Alcuin of York (Latin: Alcuinus) or Ealhwine, nicknamed Albinus or Flaccus (730s or 740s – May 19, 804) was a scholar, ecclesiastic, poet and teacher from York, Northumbria. He was born around 735 and became the student of Ecgbert at York. At the invitation of Charlemagne, he became a leading scholar and teacher at the Carolingian court, where he remained a figure at court in the 780s and 790s. He was responsible for inventing lower case letters. He wrote many theological and dogmatic treatises, as well as a few grammatical works and a number of poems. He was made abbot of Saint Martin's at Tours in 796, where he remained until his death. He is considered among the most important architects of the Carolingian Renaissance. Among his pupils were many of the dominant intellectuals of the Carolingian era.
Alcuin of York had a long career as a teacher and scholar, first at the school at York now known as St Peter's School, York (founded AD 627) and later as Charlemagne's leading advisor on ecclesiastical and educational affairs. From 796 until his death he was abbot of the great monastery of St.
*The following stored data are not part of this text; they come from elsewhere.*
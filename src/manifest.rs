//! Manifest — the durable record of which SSTables are live.
//!
//! Startup cannot tell a published SSTable from a crashed compaction's
//! half-adopted output by looking at the `sst/` directory alone; the
//! manifest is the authority. It also persists each table's level, the
//! monotonic SSTable id counter, and the highest sequence number ever
//! flushed (so a reopened engine never re-issues sequence numbers even
//! after WAL cleanup).
//!
//! Mutations are rare — one per flush or compaction publish — so the
//! whole state is rewritten atomically each time: serialize to
//! `MANIFEST.tmp`, fsync, rename over `MANIFEST`, fsync the directory.
//!
//! # File format (little-endian)
//!
//! ```text
//! [magic u32][version u32][last_seq u64][next_sst_id u64]
//! [count u32] then per table: [id u64][level u32][max_seq u64]
//! [crc u32]   — CRC32 over all preceding bytes
//! ```
//!
//! `max_seq` is the highest sequence number a table can contain. The
//! engine orders its read path by it, so it must never understate.

use std::fs::{self, File, OpenOptions};
use std::io::{self, Read, Write};
use std::path::{Path, PathBuf};

use crc32fast::Hasher as Crc32;
use thiserror::Error;
use tracing::{debug, info};

const MANIFEST_MAGIC: u32 = 0x4253_4D46;
const MANIFEST_VERSION: u32 = 1;
const MANIFEST_FILENAME: &str = "MANIFEST";
const TMP_SUFFIX: &str = ".tmp";

/// Errors returned by manifest operations.
#[derive(Debug, Error)]
pub enum ManifestError {
    /// Underlying I/O failure.
    #[error("I/O error: {0}")]
    Io(#[from] io::Error),

    /// The manifest file failed checksum or structural validation.
    #[error("corrupt manifest: {0}")]
    Corrupt(String),
}

/// One live SSTable as recorded in the manifest.
#[derive(Debug, Clone, Copy, PartialEq, Eq)]
pub struct ManifestTable {
    pub id: u64,
    pub level: u32,
    /// Upper bound on the sequence numbers stored in this table.
    pub max_seq: u64,
}

/// In-memory manifest state plus its on-disk location.
#[derive(Debug)]
pub struct Manifest {
    path: PathBuf,
    last_seq: u64,
    next_sst_id: u64,
    tables: Vec<ManifestTable>,
}

impl Manifest {
    /// Loads the manifest in `dir`, or initializes an empty one when the
    /// file does not exist (a fresh store).
    pub fn open(dir: impl AsRef<Path>) -> Result<Self, ManifestError> {
        let path = dir.as_ref().join(MANIFEST_FILENAME);

        if !path.exists() {
            info!(path = %path.display(), "no manifest found, starting empty");
            return Ok(Self {
                path,
                last_seq: 0,
                next_sst_id: 1,
                tables: Vec::new(),
            });
        }

        let mut bytes = Vec::new();
        File::open(&path)?.read_to_end(&mut bytes)?;
        let (last_seq, next_sst_id, tables) = decode(&bytes)?;

        debug!(
            path = %path.display(),
            last_seq,
            next_sst_id,
            table_count = tables.len(),
            "manifest loaded"
        );
        Ok(Self {
            path,
            last_seq,
            next_sst_id,
            tables,
        })
    }

    /// Highest sequence number ever recorded by a flush.
    pub fn last_seq(&self) -> u64 {
        self.last_seq
    }

    /// The live tables, in recorded order.
    pub fn tables(&self) -> &[ManifestTable] {
        &self.tables
    }

    /// Returns `true` when `id` is a live table.
    pub fn contains(&self, id: u64) -> bool {
        self.tables.iter().any(|t| t.id == id)
    }

    /// Allocates the next SSTable id. The counter only moves forward, so
    /// ids are never reused within a store's lifetime.
    pub fn allocate_sst_id(&mut self) -> u64 {
        let id = self.next_sst_id;
        self.next_sst_id += 1;
        id
    }

    /// Records a freshly flushed table at level 0 and persists.
    pub fn publish_flush(&mut self, id: u64, flushed_seq: u64) -> Result<(), ManifestError> {
        self.tables.push(ManifestTable {
            id,
            level: 0,
            max_seq: flushed_seq,
        });
        self.last_seq = self.last_seq.max(flushed_seq);
        self.persist()
    }

    /// Applies a compaction: removes the consumed tables, records the
    /// output (if any survived the merge), and persists.
    pub fn apply_compaction(
        &mut self,
        removed: &[u64],
        added: Option<ManifestTable>,
    ) -> Result<(), ManifestError> {
        self.tables.retain(|t| !removed.contains(&t.id));
        if let Some(table) = added {
            self.tables.push(table);
        }
        self.persist()
    }

    /// Rewrites the manifest file atomically.
    fn persist(&self) -> Result<(), ManifestError> {
        let bytes = encode(self.last_seq, self.next_sst_id, &self.tables);

        let tmp_path = {
            let mut os = self.path.as_os_str().to_os_string();
            os.push(TMP_SUFFIX);
            PathBuf::from(os)
        };

        let mut file = OpenOptions::new()
            .create(true)
            .write(true)
            .truncate(true)
            .open(&tmp_path)?;
        file.write_all(&bytes)?;
        file.sync_all()?;
        drop(file);

        fs::rename(&tmp_path, &self.path)?;
        if let Some(parent) = self.path.parent()
            && let Ok(dir) = File::open(parent)
        {
            let _ = dir.sync_all();
        }

        debug!(
            last_seq = self.last_seq,
            table_count = self.tables.len(),
            "manifest persisted"
        );
        Ok(())
    }
}

fn encode(last_seq: u64, next_sst_id: u64, tables: &[ManifestTable]) -> Vec<u8> {
    let mut bytes = Vec::with_capacity(32 + tables.len() * 20);
    bytes.extend_from_slice(&MANIFEST_MAGIC.to_le_bytes());
    bytes.extend_from_slice(&MANIFEST_VERSION.to_le_bytes());
    bytes.extend_from_slice(&last_seq.to_le_bytes());
    bytes.extend_from_slice(&next_sst_id.to_le_bytes());
    bytes.extend_from_slice(&(tables.len() as u32).to_le_bytes());
    for table in tables {
        bytes.extend_from_slice(&table.id.to_le_bytes());
        bytes.extend_from_slice(&table.level.to_le_bytes());
        bytes.extend_from_slice(&table.max_seq.to_le_bytes());
    }

    let mut hasher = Crc32::new();
    hasher.update(&bytes);
    bytes.extend_from_slice(&hasher.finalize().to_le_bytes());
    bytes
}

fn decode(bytes: &[u8]) -> Result<(u64, u64, Vec<ManifestTable>), ManifestError> {
    let corrupt = |what: &str| ManifestError::Corrupt(what.to_string());

    if bytes.len() < 4 + 4 + 8 + 8 + 4 + 4 {
        return Err(corrupt("file too small"));
    }

    let (body, crc_bytes) = bytes.split_at(bytes.len() - 4);
    let stored_crc = u32::from_le_bytes(crc_bytes.try_into().expect("fixed slice"));
    let mut hasher = Crc32::new();
    hasher.update(body);
    if hasher.finalize() != stored_crc {
        return Err(corrupt("checksum mismatch"));
    }

    let magic = u32::from_le_bytes(body[0..4].try_into().expect("fixed slice"));
    let version = u32::from_le_bytes(body[4..8].try_into().expect("fixed slice"));
    if magic != MANIFEST_MAGIC {
        return Err(corrupt("bad magic"));
    }
    if version != MANIFEST_VERSION {
        return Err(corrupt("unsupported version"));
    }

    let last_seq = u64::from_le_bytes(body[8..16].try_into().expect("fixed slice"));
    let next_sst_id = u64::from_le_bytes(body[16..24].try_into().expect("fixed slice"));
    let count = u32::from_le_bytes(body[24..28].try_into().expect("fixed slice")) as usize;

    if body.len() != 28 + count * 20 {
        return Err(corrupt("table list length mismatch"));
    }

    let mut tables = Vec::with_capacity(count);
    let mut cursor = 28usize;
    for _ in 0..count {
        let id = u64::from_le_bytes(body[cursor..cursor + 8].try_into().expect("fixed slice"));
        let level =
            u32::from_le_bytes(body[cursor + 8..cursor + 12].try_into().expect("fixed slice"));
        let max_seq =
            u64::from_le_bytes(body[cursor + 12..cursor + 20].try_into().expect("fixed slice"));
        tables.push(ManifestTable { id, level, max_seq });
        cursor += 20;
    }

    Ok((last_seq, next_sst_id, tables))
}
Martin of Tours.
The majority of details on Alcuin's life come from his letters and poems. There are also autobiographical sections in Alcuin's poem on York and in the Vita Alcuini, a Life written for him at Ferrières in the 820s, possibly based in part on the memorisations of Sigwulf, one of Alcuin's pupils.
Alcuin was born in Northumbria, presumably sometime in the 740s. His parents are unknown and little in fact can be made of his family background and origin. In common hagiographical fashion, the Vita Alcuini asserts that its subject was "of noble English stock" and this statement has usually been accepted by scholars. Alcuin's own work only mentions such collateral kinsmen as Wilgils, father of the missionary saint Willibrord, and Beornred, abbot of Echternach and bishop of Sens, who was more distantly related. In his Life of St Willibrord, Alcuin writes that Wilgils, called a paterfamilias, had founded an oratory and church at the mouth of the Humber, which had fallen into Alcuin's possession by inheritance. Because in early Anglo-Latin writing, paterfamilias ("head of a family, householder") usually referred to a ceorl, Donald A. Bullough suggests that Alcuin's family was of cierlisc status, i.e. free but subordinate to a noble lord, and that Alcuin and other members of his family rose to prominence through beneficial connections with the aristocracy. If the locations of this land-holding and York are anything to go by, Alcuin's origins may lie in the southern part of what was formerly known as Deira.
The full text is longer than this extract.